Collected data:

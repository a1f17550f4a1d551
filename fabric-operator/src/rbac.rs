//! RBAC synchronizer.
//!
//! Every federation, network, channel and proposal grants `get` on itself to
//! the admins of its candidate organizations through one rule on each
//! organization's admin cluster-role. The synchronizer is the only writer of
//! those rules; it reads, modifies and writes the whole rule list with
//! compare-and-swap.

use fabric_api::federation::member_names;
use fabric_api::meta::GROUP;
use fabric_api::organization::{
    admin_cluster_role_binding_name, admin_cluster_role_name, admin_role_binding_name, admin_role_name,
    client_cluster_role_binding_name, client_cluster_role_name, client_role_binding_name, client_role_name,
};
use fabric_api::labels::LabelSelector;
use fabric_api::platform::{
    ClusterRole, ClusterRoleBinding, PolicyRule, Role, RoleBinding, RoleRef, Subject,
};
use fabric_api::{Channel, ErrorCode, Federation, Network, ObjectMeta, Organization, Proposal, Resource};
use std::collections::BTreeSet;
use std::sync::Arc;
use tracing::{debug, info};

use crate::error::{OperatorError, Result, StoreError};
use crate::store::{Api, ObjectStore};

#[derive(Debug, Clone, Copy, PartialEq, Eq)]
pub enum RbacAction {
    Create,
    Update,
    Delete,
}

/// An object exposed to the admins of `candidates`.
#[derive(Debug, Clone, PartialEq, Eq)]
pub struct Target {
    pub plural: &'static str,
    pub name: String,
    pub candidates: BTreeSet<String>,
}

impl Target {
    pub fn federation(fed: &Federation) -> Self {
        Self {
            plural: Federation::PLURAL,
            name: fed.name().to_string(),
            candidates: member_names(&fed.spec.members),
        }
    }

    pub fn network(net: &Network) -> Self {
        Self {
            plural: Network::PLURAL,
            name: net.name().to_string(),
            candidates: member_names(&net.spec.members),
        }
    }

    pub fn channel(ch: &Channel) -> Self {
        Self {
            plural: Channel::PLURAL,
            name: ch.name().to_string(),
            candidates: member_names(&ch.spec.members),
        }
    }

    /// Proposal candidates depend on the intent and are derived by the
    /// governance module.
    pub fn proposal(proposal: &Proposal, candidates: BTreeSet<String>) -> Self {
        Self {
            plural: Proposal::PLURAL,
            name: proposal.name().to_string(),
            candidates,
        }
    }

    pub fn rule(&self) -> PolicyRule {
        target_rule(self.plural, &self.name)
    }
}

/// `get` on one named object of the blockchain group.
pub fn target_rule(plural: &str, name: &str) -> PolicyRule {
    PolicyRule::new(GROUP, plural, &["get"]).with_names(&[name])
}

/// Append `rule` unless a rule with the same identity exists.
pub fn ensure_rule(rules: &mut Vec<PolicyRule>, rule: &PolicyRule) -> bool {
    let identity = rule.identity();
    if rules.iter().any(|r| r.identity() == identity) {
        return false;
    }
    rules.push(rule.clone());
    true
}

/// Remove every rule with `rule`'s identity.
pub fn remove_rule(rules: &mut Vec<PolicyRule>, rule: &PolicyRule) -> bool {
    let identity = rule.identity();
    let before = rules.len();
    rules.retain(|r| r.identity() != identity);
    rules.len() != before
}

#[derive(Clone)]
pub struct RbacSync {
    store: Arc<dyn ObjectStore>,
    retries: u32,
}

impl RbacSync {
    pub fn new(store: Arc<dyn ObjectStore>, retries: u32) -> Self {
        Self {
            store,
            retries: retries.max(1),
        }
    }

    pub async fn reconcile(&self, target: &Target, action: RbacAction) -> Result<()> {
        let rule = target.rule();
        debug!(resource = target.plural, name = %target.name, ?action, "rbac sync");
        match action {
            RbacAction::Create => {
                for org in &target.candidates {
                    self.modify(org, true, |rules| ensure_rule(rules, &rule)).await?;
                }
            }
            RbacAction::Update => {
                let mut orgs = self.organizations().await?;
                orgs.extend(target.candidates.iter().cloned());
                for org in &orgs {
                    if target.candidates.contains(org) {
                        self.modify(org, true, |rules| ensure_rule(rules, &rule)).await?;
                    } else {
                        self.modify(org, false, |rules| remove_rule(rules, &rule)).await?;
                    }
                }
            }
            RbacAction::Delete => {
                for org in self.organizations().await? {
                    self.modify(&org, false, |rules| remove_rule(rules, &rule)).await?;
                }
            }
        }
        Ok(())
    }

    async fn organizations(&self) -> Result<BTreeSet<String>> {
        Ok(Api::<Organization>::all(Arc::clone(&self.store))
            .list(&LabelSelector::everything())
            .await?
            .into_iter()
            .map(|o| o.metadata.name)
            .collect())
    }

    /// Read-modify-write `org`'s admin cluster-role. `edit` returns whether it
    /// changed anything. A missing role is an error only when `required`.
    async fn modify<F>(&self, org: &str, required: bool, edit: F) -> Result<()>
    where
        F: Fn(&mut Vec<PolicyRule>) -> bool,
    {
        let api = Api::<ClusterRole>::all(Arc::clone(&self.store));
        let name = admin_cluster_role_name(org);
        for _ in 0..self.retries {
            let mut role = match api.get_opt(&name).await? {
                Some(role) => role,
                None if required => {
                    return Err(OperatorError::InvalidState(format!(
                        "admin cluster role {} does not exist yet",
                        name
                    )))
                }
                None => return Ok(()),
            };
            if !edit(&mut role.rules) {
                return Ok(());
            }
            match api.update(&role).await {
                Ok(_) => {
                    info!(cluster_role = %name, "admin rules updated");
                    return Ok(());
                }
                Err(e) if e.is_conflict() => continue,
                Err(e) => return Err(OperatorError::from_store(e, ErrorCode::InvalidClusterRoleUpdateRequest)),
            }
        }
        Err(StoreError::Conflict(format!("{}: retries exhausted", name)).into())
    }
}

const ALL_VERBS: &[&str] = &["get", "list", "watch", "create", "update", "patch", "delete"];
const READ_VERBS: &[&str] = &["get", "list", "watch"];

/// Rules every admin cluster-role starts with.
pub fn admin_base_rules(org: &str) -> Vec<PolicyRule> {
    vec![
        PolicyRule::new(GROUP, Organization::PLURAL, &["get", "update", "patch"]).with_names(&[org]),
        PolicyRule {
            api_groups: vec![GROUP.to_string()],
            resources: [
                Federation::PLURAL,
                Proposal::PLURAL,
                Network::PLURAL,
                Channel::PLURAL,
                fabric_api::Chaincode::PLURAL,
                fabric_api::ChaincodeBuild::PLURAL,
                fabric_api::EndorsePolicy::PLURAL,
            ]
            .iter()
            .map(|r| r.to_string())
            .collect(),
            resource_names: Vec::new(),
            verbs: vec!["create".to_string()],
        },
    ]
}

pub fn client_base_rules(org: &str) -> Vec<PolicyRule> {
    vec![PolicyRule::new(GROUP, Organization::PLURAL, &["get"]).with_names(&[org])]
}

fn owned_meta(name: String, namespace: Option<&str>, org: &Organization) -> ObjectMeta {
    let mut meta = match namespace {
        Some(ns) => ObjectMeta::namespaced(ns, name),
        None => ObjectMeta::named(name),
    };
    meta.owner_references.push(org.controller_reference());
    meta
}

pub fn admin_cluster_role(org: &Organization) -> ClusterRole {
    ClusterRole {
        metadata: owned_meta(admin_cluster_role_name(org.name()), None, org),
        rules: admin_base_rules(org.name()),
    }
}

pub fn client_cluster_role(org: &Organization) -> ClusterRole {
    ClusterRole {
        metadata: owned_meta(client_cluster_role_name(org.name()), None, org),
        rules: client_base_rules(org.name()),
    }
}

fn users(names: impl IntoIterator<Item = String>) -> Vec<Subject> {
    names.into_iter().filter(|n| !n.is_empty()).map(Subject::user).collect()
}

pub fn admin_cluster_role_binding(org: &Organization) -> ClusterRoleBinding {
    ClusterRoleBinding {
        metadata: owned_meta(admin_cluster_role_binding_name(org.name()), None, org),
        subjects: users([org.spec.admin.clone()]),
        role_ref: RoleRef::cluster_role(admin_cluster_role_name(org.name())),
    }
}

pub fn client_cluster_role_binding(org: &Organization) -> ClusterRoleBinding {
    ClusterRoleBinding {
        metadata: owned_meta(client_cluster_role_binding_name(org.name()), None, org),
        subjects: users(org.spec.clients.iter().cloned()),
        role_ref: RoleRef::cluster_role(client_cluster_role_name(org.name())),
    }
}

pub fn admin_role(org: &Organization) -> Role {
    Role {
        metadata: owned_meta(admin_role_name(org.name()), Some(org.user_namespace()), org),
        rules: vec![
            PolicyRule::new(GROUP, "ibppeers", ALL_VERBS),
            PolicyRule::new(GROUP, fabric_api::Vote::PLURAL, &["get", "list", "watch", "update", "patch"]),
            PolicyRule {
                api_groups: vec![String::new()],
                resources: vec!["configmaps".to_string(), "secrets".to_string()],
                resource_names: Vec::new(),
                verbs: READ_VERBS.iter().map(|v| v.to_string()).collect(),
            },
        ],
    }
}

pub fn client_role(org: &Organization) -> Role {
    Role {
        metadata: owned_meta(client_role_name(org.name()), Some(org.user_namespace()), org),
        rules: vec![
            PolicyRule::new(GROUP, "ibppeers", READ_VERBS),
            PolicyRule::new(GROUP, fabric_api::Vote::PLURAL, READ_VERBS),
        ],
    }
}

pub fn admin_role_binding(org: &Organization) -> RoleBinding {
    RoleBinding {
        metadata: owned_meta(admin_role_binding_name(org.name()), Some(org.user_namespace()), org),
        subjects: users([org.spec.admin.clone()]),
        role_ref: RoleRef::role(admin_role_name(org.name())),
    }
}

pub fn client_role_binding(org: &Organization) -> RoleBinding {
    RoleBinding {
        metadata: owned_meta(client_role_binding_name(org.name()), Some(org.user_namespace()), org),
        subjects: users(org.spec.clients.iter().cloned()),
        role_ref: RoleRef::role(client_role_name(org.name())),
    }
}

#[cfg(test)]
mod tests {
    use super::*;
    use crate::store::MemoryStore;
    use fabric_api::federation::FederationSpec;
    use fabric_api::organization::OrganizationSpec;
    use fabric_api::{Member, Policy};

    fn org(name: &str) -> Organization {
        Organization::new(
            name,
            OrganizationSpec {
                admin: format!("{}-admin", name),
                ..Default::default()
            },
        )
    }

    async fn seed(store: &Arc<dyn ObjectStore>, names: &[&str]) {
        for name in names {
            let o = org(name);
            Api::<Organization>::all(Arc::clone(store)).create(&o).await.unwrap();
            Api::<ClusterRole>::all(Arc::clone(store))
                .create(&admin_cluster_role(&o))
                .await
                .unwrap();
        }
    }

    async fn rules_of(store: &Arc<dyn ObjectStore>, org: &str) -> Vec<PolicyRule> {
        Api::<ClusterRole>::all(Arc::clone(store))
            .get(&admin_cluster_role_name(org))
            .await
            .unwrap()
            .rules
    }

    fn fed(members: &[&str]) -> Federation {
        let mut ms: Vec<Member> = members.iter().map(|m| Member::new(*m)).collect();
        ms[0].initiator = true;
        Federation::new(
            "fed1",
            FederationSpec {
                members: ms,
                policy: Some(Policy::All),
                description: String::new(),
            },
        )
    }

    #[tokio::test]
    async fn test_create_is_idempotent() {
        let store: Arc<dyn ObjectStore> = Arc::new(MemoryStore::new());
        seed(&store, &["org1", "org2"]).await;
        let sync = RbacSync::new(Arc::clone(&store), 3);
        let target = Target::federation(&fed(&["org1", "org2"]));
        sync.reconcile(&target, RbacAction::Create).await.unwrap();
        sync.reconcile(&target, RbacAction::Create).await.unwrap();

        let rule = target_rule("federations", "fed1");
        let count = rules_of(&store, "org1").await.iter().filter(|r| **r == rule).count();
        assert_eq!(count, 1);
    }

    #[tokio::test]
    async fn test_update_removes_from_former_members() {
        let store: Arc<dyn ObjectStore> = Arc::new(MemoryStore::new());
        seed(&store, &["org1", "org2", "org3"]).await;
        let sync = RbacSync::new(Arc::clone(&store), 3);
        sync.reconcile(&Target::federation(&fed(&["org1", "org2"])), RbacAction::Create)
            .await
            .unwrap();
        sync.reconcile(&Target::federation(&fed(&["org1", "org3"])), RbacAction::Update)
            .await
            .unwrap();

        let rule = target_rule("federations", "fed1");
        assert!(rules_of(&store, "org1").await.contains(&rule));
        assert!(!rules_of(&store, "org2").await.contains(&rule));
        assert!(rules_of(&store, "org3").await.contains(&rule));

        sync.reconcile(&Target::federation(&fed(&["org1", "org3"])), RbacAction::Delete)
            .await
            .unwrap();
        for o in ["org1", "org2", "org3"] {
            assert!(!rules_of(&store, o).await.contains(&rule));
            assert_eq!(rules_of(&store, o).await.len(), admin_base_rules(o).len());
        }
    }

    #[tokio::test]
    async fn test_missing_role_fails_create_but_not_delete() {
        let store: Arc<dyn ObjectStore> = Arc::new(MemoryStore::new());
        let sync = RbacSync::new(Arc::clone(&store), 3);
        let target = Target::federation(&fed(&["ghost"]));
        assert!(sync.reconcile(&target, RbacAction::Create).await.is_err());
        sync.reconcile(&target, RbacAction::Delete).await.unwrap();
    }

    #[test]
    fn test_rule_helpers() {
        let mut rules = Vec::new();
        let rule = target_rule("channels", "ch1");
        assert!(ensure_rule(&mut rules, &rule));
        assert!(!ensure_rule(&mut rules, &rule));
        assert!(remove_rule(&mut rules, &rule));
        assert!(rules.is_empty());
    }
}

--

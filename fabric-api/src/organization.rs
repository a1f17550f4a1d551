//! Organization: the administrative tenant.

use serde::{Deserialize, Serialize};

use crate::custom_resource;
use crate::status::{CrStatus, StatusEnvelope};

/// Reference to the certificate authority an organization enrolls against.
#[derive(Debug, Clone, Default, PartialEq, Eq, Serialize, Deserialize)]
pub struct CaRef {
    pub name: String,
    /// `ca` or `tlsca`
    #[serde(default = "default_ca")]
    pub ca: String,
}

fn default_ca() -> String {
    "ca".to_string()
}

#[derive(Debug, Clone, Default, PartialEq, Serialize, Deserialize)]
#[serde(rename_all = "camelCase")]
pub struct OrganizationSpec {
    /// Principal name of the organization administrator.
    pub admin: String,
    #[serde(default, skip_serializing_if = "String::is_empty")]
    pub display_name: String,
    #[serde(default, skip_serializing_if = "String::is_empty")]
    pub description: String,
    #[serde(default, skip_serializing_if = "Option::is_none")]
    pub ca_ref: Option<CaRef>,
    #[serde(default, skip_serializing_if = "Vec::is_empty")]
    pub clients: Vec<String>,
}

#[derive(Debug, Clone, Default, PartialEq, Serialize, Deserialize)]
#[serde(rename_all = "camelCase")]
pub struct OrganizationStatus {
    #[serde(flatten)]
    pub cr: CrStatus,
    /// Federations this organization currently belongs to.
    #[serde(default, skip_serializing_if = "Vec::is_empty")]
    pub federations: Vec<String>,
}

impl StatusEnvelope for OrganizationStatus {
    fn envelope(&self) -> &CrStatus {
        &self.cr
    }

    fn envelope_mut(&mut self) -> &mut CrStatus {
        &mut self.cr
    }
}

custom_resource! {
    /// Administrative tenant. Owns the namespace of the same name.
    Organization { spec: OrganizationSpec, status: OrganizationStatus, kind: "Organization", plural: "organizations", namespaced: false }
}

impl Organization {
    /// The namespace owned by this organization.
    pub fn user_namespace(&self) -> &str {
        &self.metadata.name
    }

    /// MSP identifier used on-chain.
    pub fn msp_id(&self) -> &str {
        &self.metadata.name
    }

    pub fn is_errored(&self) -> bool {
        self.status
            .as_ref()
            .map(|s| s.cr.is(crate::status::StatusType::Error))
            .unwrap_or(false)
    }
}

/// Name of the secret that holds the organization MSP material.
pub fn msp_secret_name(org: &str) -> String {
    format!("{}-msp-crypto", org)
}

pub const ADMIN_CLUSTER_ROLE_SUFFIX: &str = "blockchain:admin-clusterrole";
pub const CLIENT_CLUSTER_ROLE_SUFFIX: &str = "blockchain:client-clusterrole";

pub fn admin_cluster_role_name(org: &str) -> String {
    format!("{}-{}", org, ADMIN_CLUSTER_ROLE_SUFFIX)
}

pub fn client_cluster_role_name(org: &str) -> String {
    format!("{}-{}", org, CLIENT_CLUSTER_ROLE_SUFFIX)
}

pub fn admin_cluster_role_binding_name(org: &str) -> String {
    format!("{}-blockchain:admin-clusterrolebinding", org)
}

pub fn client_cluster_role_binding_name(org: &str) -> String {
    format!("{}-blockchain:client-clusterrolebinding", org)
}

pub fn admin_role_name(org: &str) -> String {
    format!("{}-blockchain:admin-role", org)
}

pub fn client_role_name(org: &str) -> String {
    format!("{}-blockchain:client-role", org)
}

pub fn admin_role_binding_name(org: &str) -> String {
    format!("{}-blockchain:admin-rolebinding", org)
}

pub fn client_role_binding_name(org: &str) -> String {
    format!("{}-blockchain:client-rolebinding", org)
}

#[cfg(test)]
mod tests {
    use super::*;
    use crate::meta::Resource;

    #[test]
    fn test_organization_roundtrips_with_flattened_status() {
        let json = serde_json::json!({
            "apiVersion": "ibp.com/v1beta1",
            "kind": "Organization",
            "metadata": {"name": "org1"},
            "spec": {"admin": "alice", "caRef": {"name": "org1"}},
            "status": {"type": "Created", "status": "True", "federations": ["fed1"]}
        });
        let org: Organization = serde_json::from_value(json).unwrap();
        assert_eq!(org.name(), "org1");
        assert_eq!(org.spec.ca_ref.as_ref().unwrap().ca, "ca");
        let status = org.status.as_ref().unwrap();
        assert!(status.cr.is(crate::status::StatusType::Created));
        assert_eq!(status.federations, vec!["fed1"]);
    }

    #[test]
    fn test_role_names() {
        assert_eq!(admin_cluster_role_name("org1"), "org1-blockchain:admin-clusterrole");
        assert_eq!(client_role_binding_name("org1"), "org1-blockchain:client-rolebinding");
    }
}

▶ [Activity]: If a line in the records contains the string "named", copy it out.

▶ [Completed exercise]:
/// `get` on one named object of the blockchain group.
        None => ObjectMeta::named(name),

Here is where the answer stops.